What needs to be done: Below are the entries; return every line among them that holds the word "InvalidFields".

-*-*-

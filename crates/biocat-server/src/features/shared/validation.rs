//! Shared validation utilities
//!
//! Payloads arrive with every field optional so that all problems can be
//! reported at once. [`FieldChecks`] collects the dotted path of each absent
//! or over-long field while the payload is converted into its validated form.
//!
//! # Examples
//!
//! ```rust,ignore
//! let mut checks = FieldChecks::new();
//! let genus = checks.require_text_max("taxonomy.genus", payload.genus, TAXON_NAME_MAX_LEN);
//! let length = checks.require("length", payload.length);
//! if !checks.is_empty() {
//!     return Err(checks.into_errors());
//! }
//! ```

use std::fmt;

/// Every field a payload got wrong, by dotted path
#[derive(Debug, Clone, Default, PartialEq, Eq)]
pub struct InvalidFields {
    /// Required fields that were absent, `null` or blank
    pub missing: Vec<String>,
    /// Text fields longer than their column allows
    pub too_long: Vec<String>,
}

impl InvalidFields {
    pub fn is_empty(&self) -> bool {
        self.missing.is_empty() && self.too_long.is_empty()
    }
}

impl fmt::Display for InvalidFields {
    fn fmt(&self, f: &mut fmt::Formatter<'_>) -> fmt::Result {
        let mut parts = Vec::with_capacity(2);
        if !self.missing.is_empty() {
            parts.push(format!("Missing required fields: {}", self.missing.join(", ")));
        }
        if !self.too_long.is_empty() {
            parts.push(format!("Fields too long: {}", self.too_long.join(", ")));
        }
        f.write_str(&parts.join("; "))
    }
}

impl std::error::Error for InvalidFields {}

/// Accumulates field problems in the order the fields are checked
#[derive(Debug, Default)]
pub struct FieldChecks {
    errors: InvalidFields,
}

impl FieldChecks {
    pub fn new() -> Self {
        Self::default()
    }

    /// Record `path` as missing when `value` is absent
    pub fn require<T>(&mut self, path: impl Into<String>, value: Option<T>) -> Option<T> {
        if value.is_none() {
            self.errors.missing.push(path.into());
        }
        value
    }

    /// Required text; blank counts as missing
    pub fn require_text(&mut self, path: impl Into<String>, value: Option<String>) -> Option<String> {
        self.require(path, value.filter(|v| !v.trim().is_empty()))
    }

    /// Required text of at most `max_len` characters
    pub fn require_text_max(
        &mut self,
        path: impl Into<String>,
        value: Option<String>,
        max_len: usize,
    ) -> Option<String> {
        let path = path.into();
        match self.require_text(path.clone(), value) {
            Some(text) if text.chars().count() > max_len => {
                self.errors.too_long.push(path);
                None
            },
            other => other,
        }
    }

    pub fn is_empty(&self) -> bool {
        self.errors.is_empty()
    }

    pub fn into_errors(self) -> InvalidFields {
        self.errors
    }
}

/// Path of a field inside the `index`th element of a list
pub fn indexed(list: &str, index: usize, field: &str) -> String {
    format!("{}[{}].{}", list, index, field)
}

#[cfg(test)]
mod tests {
    use super::*;

    #[test]
    fn test_collects_paths_in_order() {
        let mut checks = FieldChecks::new();
        assert_eq!(checks.require("length", Some(3)), Some(3));
        assert_eq!(checks.require::<i32>("taxonomy.genus", None), None);
        assert_eq!(checks.require::<i32>("taxonomy.species", None), None);
        assert_eq!(
            checks.into_errors().missing,
            vec!["taxonomy.genus", "taxonomy.species"]
        );
    }

    #[test]
    fn test_blank_text_is_missing() {
        let mut checks = FieldChecks::new();
        assert_eq!(checks.require_text("protein_id", Some("  ".to_string())), None);
        assert_eq!(checks.into_errors().missing, vec!["protein_id"]);
    }

    #[test]
    fn test_long_text_is_reported_separately() {
        let mut checks = FieldChecks::new();
        assert_eq!(checks.require_text_max("protein_id", Some("P".repeat(51)), 50), None);
        assert_eq!(
            checks.require_text_max("taxonomy.genus", Some("é".repeat(50)), 50),
            Some("é".repeat(50))
        );
        let errors = checks.into_errors();
        assert!(errors.missing.is_empty());
        assert_eq!(errors.too_long, vec!["protein_id"]);
        assert_eq!(errors.to_string(), "Fields too long: protein_id");
    }

    #[test]
    fn test_empty_when_complete() {
        let mut checks = FieldChecks::new();
        checks.require_text_max("protein_id", Some("P1".to_string()), 50);
        assert!(checks.is_empty());
    }

    #[test]
    fn test_display_joins_both_kinds() {
        let errors = InvalidFields {
            missing: vec!["sequence".to_string()],
            too_long: vec!["taxonomy.clade".to_string()],
        };
        assert_eq!(
            errors.to_string(),
            "Missing required fields: sequence; Fields too long: taxonomy.clade"
        );
    }

    #[test]
    fn test_indexed_path() {
        assert_eq!(indexed("domains", 1, "pfam_id.domain_id"), "domains[1].pfam_id.domain_id");
    }
}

-*-*-

Solution to this exercise:
pub struct InvalidFields {
impl InvalidFields {
impl fmt::Display for InvalidFields {
impl std::error::Error for InvalidFields {}
    errors: InvalidFields,
    pub fn into_errors(self) -> InvalidFields {
        let errors = InvalidFields {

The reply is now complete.